From an institutional point of view, Iraq has a federal structure which provides for important forms of autonomy: for example, the Kurdistan Regional Government has its own executive and parliament, and the Peshmerga. In 2005, on the initiative of the British and Americans, representatives of the country’s major ethnic groups drew up a Constitution, which laid the foundations for the creation of a federal state. Among other decisions, it recognized Islam as the source of national legislation. The new fundamental charter was then approved by popular referendum. Immediately afterward, political elections were held – partly boycotted in protest by Sunnis, but with great popular participation – in which Shiite parties, as was predictable, were victorious.

All this did not help to normalize the situation, nor to make the new government capable of exercising its functions without having to resort to the protection of the U.S. military, which was increasingly seen by the civilian population as an invader.[9] This system of government, only formally democratic, has always functioned on a consociate basis. That is, the high offices of the state were distributed according to the various confessions: the role of President of the Republic has always been assigned to a member of the Kurdish community; that of Prime Minister to a Shiite Arab; that of President of the Parliament to a Sunni Arab. The same dynamics were repeated at the governmental level, as regards the division of ministries on an ethnic-confessional basis.[10]

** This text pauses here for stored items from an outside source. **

//! Handlers for [`ControlIntent`] (design spec §6 "Control intents"):
//! the UI's only way to drive the core. Each handler updates persisted
//! state in [`crate::DaemonState::kv`], updates in-memory collaborators,
//! and emits [`CoreEvent`]s describing what happened.

use raven_types::events::CoreEvent;
use raven_types::intents::{ControlIntent, IntentResult};
use raven_types::packet::PacketType;
use raven_types::payload::{NoisePayload, PrivateMessagePacket};
use raven_types::PeerId;

use super::channel;
use super::mesh::OutboundPacket;
use crate::DaemonState;

fn block_key(peer_id: &PeerId) -> String {
    format!("block.{}", raven_types::peer_id_hex(peer_id))
}

fn favorite_key(noise_pub_hex: &str) -> String {
    format!("fav.{noise_pub_hex}")
}

/// Execute one control intent, returning its outcome.
pub async fn execute(state: &DaemonState, intent: ControlIntent) -> IntentResult {
    match intent {
        ControlIntent::JoinChannel { name, password } => join_channel(state, &name, password),
        ControlIntent::LeaveChannel { name } => leave_channel(state, &name),
        ControlIntent::SwitchChannel { name } => switch_channel(state, name),
        ControlIntent::SendPublic { content, mentions, channel } => {
            send_public(state, &content, &mentions, channel)
        }
        ControlIntent::SendPrivate { content, peer_id, message_id } => {
            send_private(state, &content, peer_id, message_id)
        }
        ControlIntent::StartPrivate { peer_id } => start_private(state, peer_id),
        ControlIntent::ToggleFavorite { peer_id } => toggle_favorite(state, peer_id),
        ControlIntent::SetNickname { nickname } => set_nickname(state, nickname),
        ControlIntent::TeleportToGeohash { geohash } => teleport_to_geohash(state, geohash),
        ControlIntent::Block { peer_id } => block(state, peer_id),
        ControlIntent::Unblock { peer_id } => unblock(state, peer_id),
        ControlIntent::PanicClearAll => panic_clear_all(state),
    }
}

fn join_channel(state: &DaemonState, name: &str, password: Option<String>) -> IntentResult {
    if name.is_empty() {
        return IntentResult::err("channel name must not be empty");
    }
    let is_creator = channel::load(state, name).is_none();
    let channel_key = password.as_deref().map(|p| raven_crypto::pbkdf2::derive_channel_key(p, name));
    let record = channel::ChannelRecord { has_password: password.is_some(), is_creator, channel_key };
    match channel::save(state, name, &record) {
        Ok(()) => {
            state.event_bus.emit(CoreEvent::ChannelJoined { name: name.to_string() });
            IntentResult::ok()
        }
        Err(e) => IntentResult::err(e.to_string()),
    }
}

fn leave_channel(state: &DaemonState, name: &str) -> IntentResult {
    match state.kv.delete(&channel::key(name)) {
        Ok(()) => {
            let mut current = state.current_channel.lock().expect("current_channel mutex poisoned");
            if current.as_deref() == Some(name) {
                *current = None;
            }
            state.event_bus.emit(CoreEvent::ChannelLeft { name: name.to_string() });
            IntentResult::ok()
        }
        Err(e) => IntentResult::err(e.to_string()),
    }
}

fn switch_channel(state: &DaemonState, name: Option<String>) -> IntentResult {
    if let Some(name) = &name {
        match channel::load(state, name) {
            Some(record) => {
                if record.has_password {
                    state.event_bus.emit(CoreEvent::ShowPasswordPrompt { channel: name.clone() });
                }
            }
            None => return IntentResult::err("not a member of that channel"),
        }
    }
    *state.current_channel.lock().expect("current_channel mutex poisoned") = name;
    IntentResult::ok()
}

/// Assemble a public chat/channel message and hand it to
/// [`DaemonState::outbound_tx`] for broadcast (design spec §4.6). Mentions
/// ride along as plain text within `content`, not as a separate field on
/// the wire; they only drive local notification matching.
fn send_public(state: &DaemonState, content: &str, _mentions: &[String], target_channel: Option<String>) -> IntentResult {
    if content.is_empty() {
        return IntentResult::err("message content must not be empty");
    }

    let content_bytes = match &target_channel {
        Some(name) => match channel::load(state, name) {
            Some(channel::ChannelRecord { channel_key: Some(key), .. }) => {
                match raven_crypto::aesgcm::encrypt(&key, content.as_bytes()) {
                    Ok(ciphertext) => ciphertext,
                    Err(e) => return IntentResult::err(e.to_string()),
                }
            }
            Some(_) => content.as_bytes().to_vec(),
            None => return IntentResult::err("not a member of that channel"),
        },
        None => content.as_bytes().to_vec(),
    };

    let body = raven_codec::payload::MessageBody { content_bytes, channel: target_channel };
    let payload = match raven_codec::payload::encode_message_body(&body) {
        Ok(bytes) => bytes,
        Err(e) => return IntentResult::err(e.to_string()),
    };

    let outbound = OutboundPacket { recipient: None, packet_type: PacketType::Message, payload };
    if state.outbound_tx.send(outbound).is_err() {
        return IntentResult::err("outbound transport task is not running");
    }
    IntentResult::ok()
}

/// Assemble a Noise-encrypted direct message and hand it to
/// [`DaemonState::outbound_tx`] for delivery (design spec §4.7). Requires an
/// established session with `peer_id`; use [`start_private`] first.
fn send_private(state: &DaemonState, content: &str, peer_id: PeerId, message_id: Option<[u8; 16]>) -> IntentResult {
    if content.is_empty() {
        return IntentResult::err("message content must not be empty");
    }
    let message_id = message_id.unwrap_or_else(|| {
        let now = state.clock.now_ms().to_be_bytes();
        let mut id = [0u8; 16];
        id[..8].copy_from_slice(&now);
        id[8..].copy_from_slice(&peer_id);
        id
    });

    let payload = NoisePayload::PrivateMessage(PrivateMessagePacket { message_id, content: content.to_string() });
    let plaintext = match raven_codec::payload::encode_noise_payload(&payload) {
        Ok(bytes) => bytes,
        Err(e) => return IntentResult::err(e.to_string()),
    };

    let ciphertext = {
        let mut security = state.security.lock().expect("security mutex poisoned");
        match security.encrypt(&peer_id, &plaintext) {
            Ok(bytes) => bytes,
            Err(e) => return IntentResult::err(e.to_string()),
        }
    };

    let outbound = OutboundPacket { recipient: Some(peer_id), packet_type: PacketType::NoiseEncrypted, payload: ciphertext };
    if state.outbound_tx.send(outbound).is_err() {
        return IntentResult::err("outbound transport task is not running");
    }

    state.event_bus.emit(CoreEvent::MessageSent { message_id });
    IntentResult::ok()
}

fn start_private(state: &DaemonState, peer_id: PeerId) -> IntentResult {
    let already_established =
        state.security.lock().expect("security mutex poisoned").session_state(&peer_id)
            == raven_types::session::SessionState::Established;
    if already_established {
        return IntentResult::ok();
    }
    match state.security.lock().expect("security mutex poisoned").begin_handshake(peer_id) {
        Ok(_) => IntentResult::ok(),
        Err(e) => IntentResult::err(e.to_string()),
    }
}

fn toggle_favorite(state: &DaemonState, peer_id: PeerId) -> IntentResult {
    let Some(peer) = state.peers.lock().expect("peers mutex poisoned").get(&peer_id).cloned() else {
        return IntentResult::err("unknown peer");
    };
    let noise_pub_hex = peer.noise_static_pub_hex();

    let mut favorites = state.favorites.lock().expect("favorites mutex poisoned");
    let is_favorite_now = !favorites.get(&noise_pub_hex).is_some_and(|r| r.we_favorite);
    if is_favorite_now {
        favorites.record_favorited(&noise_pub_hex);
    } else {
        favorites.record_unfavorited(&noise_pub_hex);
    }
    let is_mutual = favorites.is_mutual(&peer_id);
    drop(favorites);

    if let Err(e) = state.kv.set(&favorite_key(&noise_pub_hex), &[is_favorite_now as u8]) {
        return IntentResult::err(e.to_string());
    }

    state.event_bus.emit(CoreEvent::FavoriteChanged { peer_id, is_favorite: is_favorite_now, is_mutual });
    IntentResult::ok()
}

fn set_nickname(state: &DaemonState, nickname: String) -> IntentResult {
    if nickname.trim().is_empty() {
        return IntentResult::err("nickname must not be empty");
    }
    *state.nickname.lock().expect("nickname mutex poisoned") = nickname;
    IntentResult::ok()
}

fn teleport_to_geohash(_state: &DaemonState, geohash: String) -> IntentResult {
    match raven_nostr::geohash::decode(&geohash) {
        Ok(_) => IntentResult::ok(),
        Err(e) => IntentResult::err(e.to_string()),
    }
}

fn block(state: &DaemonState, peer_id: PeerId) -> IntentResult {
    match state.kv.set(&block_key(&peer_id), &[1]) {
        Ok(()) => IntentResult::ok(),
        Err(e) => IntentResult::err(e.to_string()),
    }
}

fn unblock(state: &DaemonState, peer_id: PeerId) -> IntentResult {
    match state.kv.delete(&block_key(&peer_id)) {
        Ok(()) => IntentResult::ok(),
        Err(e) => IntentResult::err(e.to_string()),
    }
}

/// Wipe every namespace and regenerate a fresh identity (design spec §6:
/// "clearing all data wipes every namespace except re-derivable identity,
/// which is regenerated").
fn panic_clear_all(state: &DaemonState) -> IntentResult {
    if let Err(e) = state.kv.clear_all() {
        return IntentResult::err(e.to_string());
    }

    let fresh_identity = match crate::identity::load_or_generate(state.kv.as_ref()) {
        Ok(identity) => identity,
        Err(e) => return IntentResult::err(e.to_string()),
    };

    *state.peers.lock().expect("peers mutex poisoned") = raven_peers::registry::PeerRegistry::new();
    *state.dedup.lock().expect("dedup mutex poisoned") = raven_session::dedup::Deduplicator::default();
    *state.seen.lock().expect("seen mutex poisoned") = raven_gossip::seen::SeenSet::new(state.config.gossip.capacity);
    *state.favorites.lock().expect("favorites mutex poisoned") = raven_router::favorites::FavoritesIndex::new();
    *state.outbox.lock().expect("outbox mutex poisoned") = raven_router::outbox::InMemoryOutbox::new();
    *state.reassembler.lock().expect("reassembler mutex poisoned") =
        raven_codec::fragment::Reassembler::new(raven_codec::fragment::DEFAULT_REASSEMBLY_DEADLINE_MS);
    *state.current_channel.lock().expect("current_channel mutex poisoned") = None;
    *state.security.lock().expect("security mutex poisoned") =
        raven_session::handshake::SecurityCore::new(fresh_identity.noise_static_private, fresh_identity.peer_id);
    *state.identity.lock().expect("identity mutex poisoned") = fresh_identity;

    IntentResult::ok()
}

/// `list_peers` RPC method: a snapshot of the active peer table.
pub fn list_peers(state: &DaemonState) -> serde_json::Value {
    let peers = state.peers.lock().expect("peers mutex poisoned");
    let favorites = state.favorites.lock().expect("favorites mutex poisoned");
    let entries: Vec<_> = peers
        .all_active()
        .map(|peer| {
            serde_json::json!({
                "peer_id": raven_types::peer_id_hex(&peer.peer_id),
                "nickname": peer.nickname,
                "is_direct": peer.is_direct,
                "is_mutual_favorite": favorites.is_mutual(&peer.peer_id),
            })
        })
        .collect();
    serde_json::json!(entries)
}

/// `list_channels` RPC method: not yet implemented as a prefix scan since
/// that needs the `ch.` namespace's key suffixes, not their contents;
/// exposed here for UI symmetry with [`list_peers`].
pub fn list_channels(state: &DaemonState) -> serde_json::Value {
    match state.kv.scan_prefix("ch.") {
        Ok(entries) => {
            let names: Vec<String> = entries.into_iter().map(|(key, _)| key["ch.".len()..].to_string()).collect();
            serde_json::json!(names)
        }
        Err(_) => serde_json::json!([]),
    }
}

A late-blossoming ‘Arab Spring’

The first general elections in Iraq after the defeat of the Islamic State were held in May, 2018. The turnout at the polls was quite low (45 percent), due to popular discontent with the political class in power and the serious economic situation the country had been in for years. The new executive was created after months of exhausting negotiations between the political forces, that is, between the list led by the Shiite cleric Muqtada al-Sadr (who had a relative majority of votes) and the coalition led by Hadi al-Amiri, political leader of the pro-Iran Shiite militias. In the end a compromise was reached, which involved choosing as prime minister an independent, Adil Abd al-Mahdi, who, however, also due to the lack of political cohesion between the major Shiite parties, was not able to lift the country from the economic crisis, create new jobs for young people and guarantee security for citizens.

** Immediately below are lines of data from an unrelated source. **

//! # raven-peers
//!
//! The Peer Registry (design spec §4.4): the active peer table keyed by
//! `peer_id`, including peer-id rotation handling when a known Noise
//! static key reappears under a new announce.
//!
//! ## Modules
//!
//! - [`registry`] — `PeerRegistry` and its CRUD/rotation operations.

pub mod registry;

/// Error types for peer registry operations.
#[derive(Debug, thiserror::Error)]
pub enum PeerError {
    /// No peer with this `peer_id` is registered.
    #[error("peer not found: {0}")]
    NotFound(String),
}

pub type Result<T> = std::result::Result<T, PeerError>;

The first popular protests began in July 2018 in the southern Iraqi oil city of Basra. The protesters complained about the lack of clean water, electricity and jobs for young people. They attacked oil facilities and eight people died in clashes with police. At the end of July, the protest spread to the country’s major cities, especially those in the Shiite-majority south. They protested against political corruption, unemployment and lack of essential services. The protests then continued throughout the summer and intensified in September 2018. On September 25, human rights activist Suad al-Ali was killed in Basra during street fighting.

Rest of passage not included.